■ HOW TO COMPLETE THIS TASK: For every line in the material, print that line exactly.
------------------------------------------------
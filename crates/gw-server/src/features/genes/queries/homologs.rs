use gw_common::types::{GeneIdentifier, Species};
use serde::{Deserialize, Serialize};

use super::{align_to_sources, GeneIdMappingResponse};
use crate::error::{ServiceError, ServiceResult};
use crate::features::shared::validate_source_ids;
use crate::store::{GeneStore, HomologLookup};

/// Body of `POST /genes/homologs`.
#[derive(Debug, Clone, Serialize, Deserialize)]
pub struct HomologMappingQuery {
    pub source_ids: Vec<String>,
    pub target_gene_id_type: GeneIdentifier,
    #[serde(default)]
    pub source_gene_id_type: Option<GeneIdentifier>,
    #[serde(default)]
    pub target_species: Option<Species>,
    #[serde(default)]
    pub source_species: Option<Species>,
}

impl HomologMappingQuery {
    pub fn validate(&self) -> ServiceResult<()> {
        validate_source_ids(&self.source_ids).map_err(|e| ServiceError::validation(e.to_string()))
    }

    /// Both species given and equal: no homology needed.
    fn same_species(&self) -> Option<Species> {
        match (self.source_species, self.target_species) {
            (Some(source), Some(target)) if source == target => Some(source),
            _ => None,
        }
    }
}

#[tracing::instrument(
    skip(store, query),
    fields(ids = query.source_ids.len(), target = %query.target_gene_id_type)
)]
pub async fn handle<S: GeneStore + ?Sized>(store: &S, query: HomologMappingQuery) -> ServiceResult<GeneIdMappingResponse> {
    query.validate()?;

    let rows = match query.same_species() {
        Some(species) => {
            tracing::debug!(%species, "Source and target species match, mapping within species");
            store
                .mapping(&query.source_ids, species, query.target_gene_id_type)
                .await?
        },
        None => {
            let lookup = HomologLookup {
                source_ids: query.source_ids.clone(),
                target_gene_id_type: query.target_gene_id_type,
                source_gene_id_type: query.source_gene_id_type,
                target_species: query.target_species,
                source_species: query.source_species,
            };
            store.get_homolog_ids(&lookup).await?
        },
    };

    Ok(align_to_sources(&query.source_ids, &rows))
}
------------------------------------------------
■ EXERCISE RESULT:
filename crates/gw-server/src/features/genes/queries/homologs.rs
use gw_common::types::{GeneIdentifier, Species};
use serde::{Deserialize, Serialize};

use super::{align_to_sources, GeneIdMappingResponse};
use crate::error::{ServiceError, ServiceResult};
use crate::features::shared::validate_source_ids;
use crate::store::{GeneStore, HomologLookup};

/// Body of `POST /genes/homologs`.
#[derive(Debug, Clone, Serialize, Deserialize)]
pub struct HomologMappingQuery {
    pub source_ids: Vec<String>,
    pub target_gene_id_type: GeneIdentifier,
    #[serde(default)]
    pub source_gene_id_type: Option<GeneIdentifier>,
    #[serde(default)]
    pub target_species: Option<Species>,
    #[serde(default)]
    pub source_species: Option<Species>,
}

impl HomologMappingQuery {
    pub fn validate(&self) -> ServiceResult<()> {
        validate_source_ids(&self.source_ids).map_err(|e| ServiceError::validation(e.to_string()))
    }

    /// Both species given and equal: no homology needed.
    fn same_species(&self) -> Option<Species> {
        match (self.source_species, self.target_species) {
            (Some(source), Some(target)) if source == target => Some(source),
            _ => None,
        }
    }
}

#[tracing::instrument(
    skip(store, query),
    fields(ids = query.source_ids.len(), target = %query.target_gene_id_type)
)]
pub async fn handle<S: GeneStore + ?Sized>(store: &S, query: HomologMappingQuery) -> ServiceResult<GeneIdMappingResponse> {
    query.validate()?;

    let rows = match query.same_species() {
        Some(species) => {
            tracing::debug!(%species, "Source and target species match, mapping within species");
            store
                .mapping(&query.source_ids, species, query.target_gene_id_type)
                .await?
        },
        None => {
            let lookup = HomologLookup {
                source_ids: query.source_ids.clone(),
                target_gene_id_type: query.target_gene_id_type,
                source_gene_id_type: query.source_gene_id_type,
                target_species: query.target_species,
                source_species: query.source_species,
            };
            store.get_homolog_ids(&lookup).await?
        },
    };

    Ok(align_to_sources(&query.source_ids, &rows))
}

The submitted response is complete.